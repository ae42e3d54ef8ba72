//! Triple and variable types shared by the dataset contract and the evaluator.
//!
//! RDF terms themselves are [`oxrdf::Term`] values. This module adds the
//! triple shape that datasets speak in, the triple positions the matcher
//! reasons about, and the variable names the algebra binds.

use std::fmt;

pub use oxrdf::{BlankNode, Literal, NamedNode, Term};

/// A position inside a triple.
#[derive(Debug, Clone, Copy, PartialEq, Eq, Hash, PartialOrd, Ord)]
pub enum Position {
    Subject,
    Predicate,
    Object,
}

impl Position {
    /// All positions in triple order.
    pub const ALL: [Self; 3] = [Self::Subject, Self::Predicate, Self::Object];

    /// The zero-based slot of this position inside a triple.
    #[must_use]
    pub const fn index(self) -> usize {
        match self {
            Self::Subject => 0,
            Self::Predicate => 1,
            Self::Object => 2,
        }
    }
}

impl fmt::Display for Position {
    fn fmt(&self, f: &mut fmt::Formatter<'_>) -> fmt::Result {
        match self {
            Self::Subject => write!(f, "subject"),
            Self::Predicate => write!(f, "predicate"),
            Self::Object => write!(f, "object"),
        }
    }
}

/// A triple, readonly.
///
/// # Invariants
///
/// - The subject is an IRI or a blank node.
/// - The predicate is an IRI.
/// - The object may be any term.
#[derive(Debug, Clone, PartialEq, Eq, Hash)]
pub struct Triple {
    subject: Term,
    predicate: Term,
    object: Term,
}

impl Triple {
    /// Create a triple, validating the term kind of each position.
    ///
    /// # Errors
    ///
    /// Returns an error if the subject is a literal or the predicate is not an IRI.
    pub fn new(
        subject: impl Into<Term>,
        predicate: impl Into<Term>,
        object: impl Into<Term>,
    ) -> Result<Self, TripleError> {
        let subject = subject.into();
        let predicate = predicate.into();
        if subject.is_literal() {
            return Err(TripleError::InvalidSubject(subject));
        }
        if !predicate.is_named_node() {
            return Err(TripleError::InvalidPredicate(predicate));
        }
        Ok(Self {
            subject,
            predicate,
            object: object.into(),
        })
    }

    /// The subject term.
    #[must_use]
    pub const fn subject(&self) -> &Term {
        &self.subject
    }

    /// The predicate term.
    #[must_use]
    pub const fn predicate(&self) -> &Term {
        &self.predicate
    }

    /// The object term.
    #[must_use]
    pub const fn object(&self) -> &Term {
        &self.object
    }

    /// The term at the given position.
    #[must_use]
    pub const fn get(&self, position: Position) -> &Term {
        match position {
            Position::Subject => &self.subject,
            Position::Predicate => &self.predicate,
            Position::Object => &self.object,
        }
    }
}

impl fmt::Display for Triple {
    fn fmt(&self, f: &mut fmt::Formatter<'_>) -> fmt::Result {
        write!(f, "{} {} {} .", self.subject, self.predicate, self.object)
    }
}

/// Errors raised when a triple is built from terms of the wrong kind.
#[derive(Debug, Clone, PartialEq, Eq)]
pub enum TripleError {
    /// The subject is a literal.
    InvalidSubject(Term),
    /// The predicate is not an IRI.
    InvalidPredicate(Term),
}

impl fmt::Display for TripleError {
    fn fmt(&self, f: &mut fmt::Formatter<'_>) -> fmt::Result {
        match self {
            Self::InvalidSubject(term) => write!(f, "invalid triple subject: {term}"),
            Self::InvalidPredicate(term) => {
                write!(f, "invalid triple predicate: {term} (must be an IRI)")
            }
        }
    }
}

impl std::error::Error for TripleError {}

/// A query variable.
#[derive(Debug, Clone, PartialEq, Eq, Hash, PartialOrd, Ord)]
pub struct Variable {
    /// The variable name, without the leading `?`.
    pub name: String,
}

impl Variable {
    /// Create a new variable.
    #[must_use]
    pub fn new(name: impl Into<String>) -> Self {
        Self { name: name.into() }
    }

    /// The variable name.
    #[must_use]
    pub fn as_str(&self) -> &str {
        &self.name
    }
}

impl fmt::Display for Variable {
    fn fmt(&self, f: &mut fmt::Formatter<'_>) -> fmt::Result {
        write!(f, "?{}", self.name)
    }
}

__WHAT TO WORK ON__.
Every line of the data is to be retyped without alteration.

__EXERCISE OUTPUT__.
repository ae42e3d54ef8ba72
//! Triple and variable types shared by the dataset contract and the evaluator.
//!
//! RDF terms themselves are [`oxrdf::Term`] values. This module adds the
//! triple shape that datasets speak in, the triple positions the matcher
//! reasons about, and the variable names the algebra binds.

use std::fmt;

pub use oxrdf::{BlankNode, Literal, NamedNode, Term};

/// A position inside a triple.
#[derive(Debug, Clone, Copy, PartialEq, Eq, Hash, PartialOrd, Ord)]
pub enum Position {
    Subject,
    Predicate,
    Object,
}

impl Position {
    /// All positions in triple order.
    pub const ALL: [Self; 3] = [Self::Subject, Self::Predicate, Self::Object];

    /// The zero-based slot of this position inside a triple.
    #[must_use]
    pub const fn index(self) -> usize {
        match self {
            Self::Subject => 0,
            Self::Predicate => 1,
            Self::Object => 2,
        }
    }
}

impl fmt::Display for Position {
    fn fmt(&self, f: &mut fmt::Formatter<'_>) -> fmt::Result {
        match self {
            Self::Subject => write!(f, "subject"),
            Self::Predicate => write!(f, "predicate"),
            Self::Object => write!(f, "object"),
        }
    }
}

/// A triple, readonly.
///
/// # Invariants
///
/// - The subject is an IRI or a blank node.
/// - The predicate is an IRI.
/// - The object may be any term.
#[derive(Debug, Clone, PartialEq, Eq, Hash)]
pub struct Triple {
    subject: Term,
    predicate: Term,
    object: Term,
}

impl Triple {
    /// Create a triple, validating the term kind of each position.
    ///
    /// # Errors
    ///
    /// Returns an error if the subject is a literal or the predicate is not an IRI.
    pub fn new(
        subject: impl Into<Term>,
        predicate: impl Into<Term>,
        object: impl Into<Term>,
    ) -> Result<Self, TripleError> {
        let subject = subject.into();
        let predicate = predicate.into();
        if subject.is_literal() {
            return Err(TripleError::InvalidSubject(subject));
        }
        if !predicate.is_named_node() {
            return Err(TripleError::InvalidPredicate(predicate));
        }
        Ok(Self {
            subject,
            predicate,
            object: object.into(),
        })
    }

    /// The subject term.
    #[must_use]
    pub const fn subject(&self) -> &Term {
        &self.subject
    }

    /// The predicate term.
    #[must_use]
    pub const fn predicate(&self) -> &Term {
        &self.predicate
    }

    /// The object term.
    #[must_use]
    pub const fn object(&self) -> &Term {
        &self.object
    }

    /// The term at the given position.
    #[must_use]
    pub const fn get(&self, position: Position) -> &Term {
        match position {
            Position::Subject => &self.subject,
            Position::Predicate => &self.predicate,
            Position::Object => &self.object,
        }
    }
}

impl fmt::Display for Triple {
    fn fmt(&self, f: &mut fmt::Formatter<'_>) -> fmt::Result {
        write!(f, "{} {} {} .", self.subject, self.predicate, self.object)
    }
}

/// Errors raised when a triple is built from terms of the wrong kind.
#[derive(Debug, Clone, PartialEq, Eq)]
pub enum TripleError {
    /// The subject is a literal.
    InvalidSubject(Term),
    /// The predicate is not an IRI.
    InvalidPredicate(Term),
}

impl fmt::Display for TripleError {
    fn fmt(&self, f: &mut fmt::Formatter<'_>) -> fmt::Result {
        match self {
            Self::InvalidSubject(term) => write!(f, "invalid triple subject: {term}"),
            Self::InvalidPredicate(term) => {
                write!(f, "invalid triple predicate: {term} (must be an IRI)")
            }
        }
    }
}

impl std::error::Error for TripleError {}

/// A query variable.
#[derive(Debug, Clone, PartialEq, Eq, Hash, PartialOrd, Ord)]
pub struct Variable {
    /// The variable name, without the leading `?`.
    pub name: String,
}

impl Variable {
    /// Create a new variable.
    #[must_use]
    pub fn new(name: impl Into<String>) -> Self {
        Self { name: name.into() }
    }

    /// The variable name.
    #[must_use]
    pub fn as_str(&self) -> &str {
        &self.name
    }
}

impl fmt::Display for Variable {
    fn fmt(&self, f: &mut fmt::Formatter<'_>) -> fmt::Result {
        write!(f, "?{}", self.name)
    }
}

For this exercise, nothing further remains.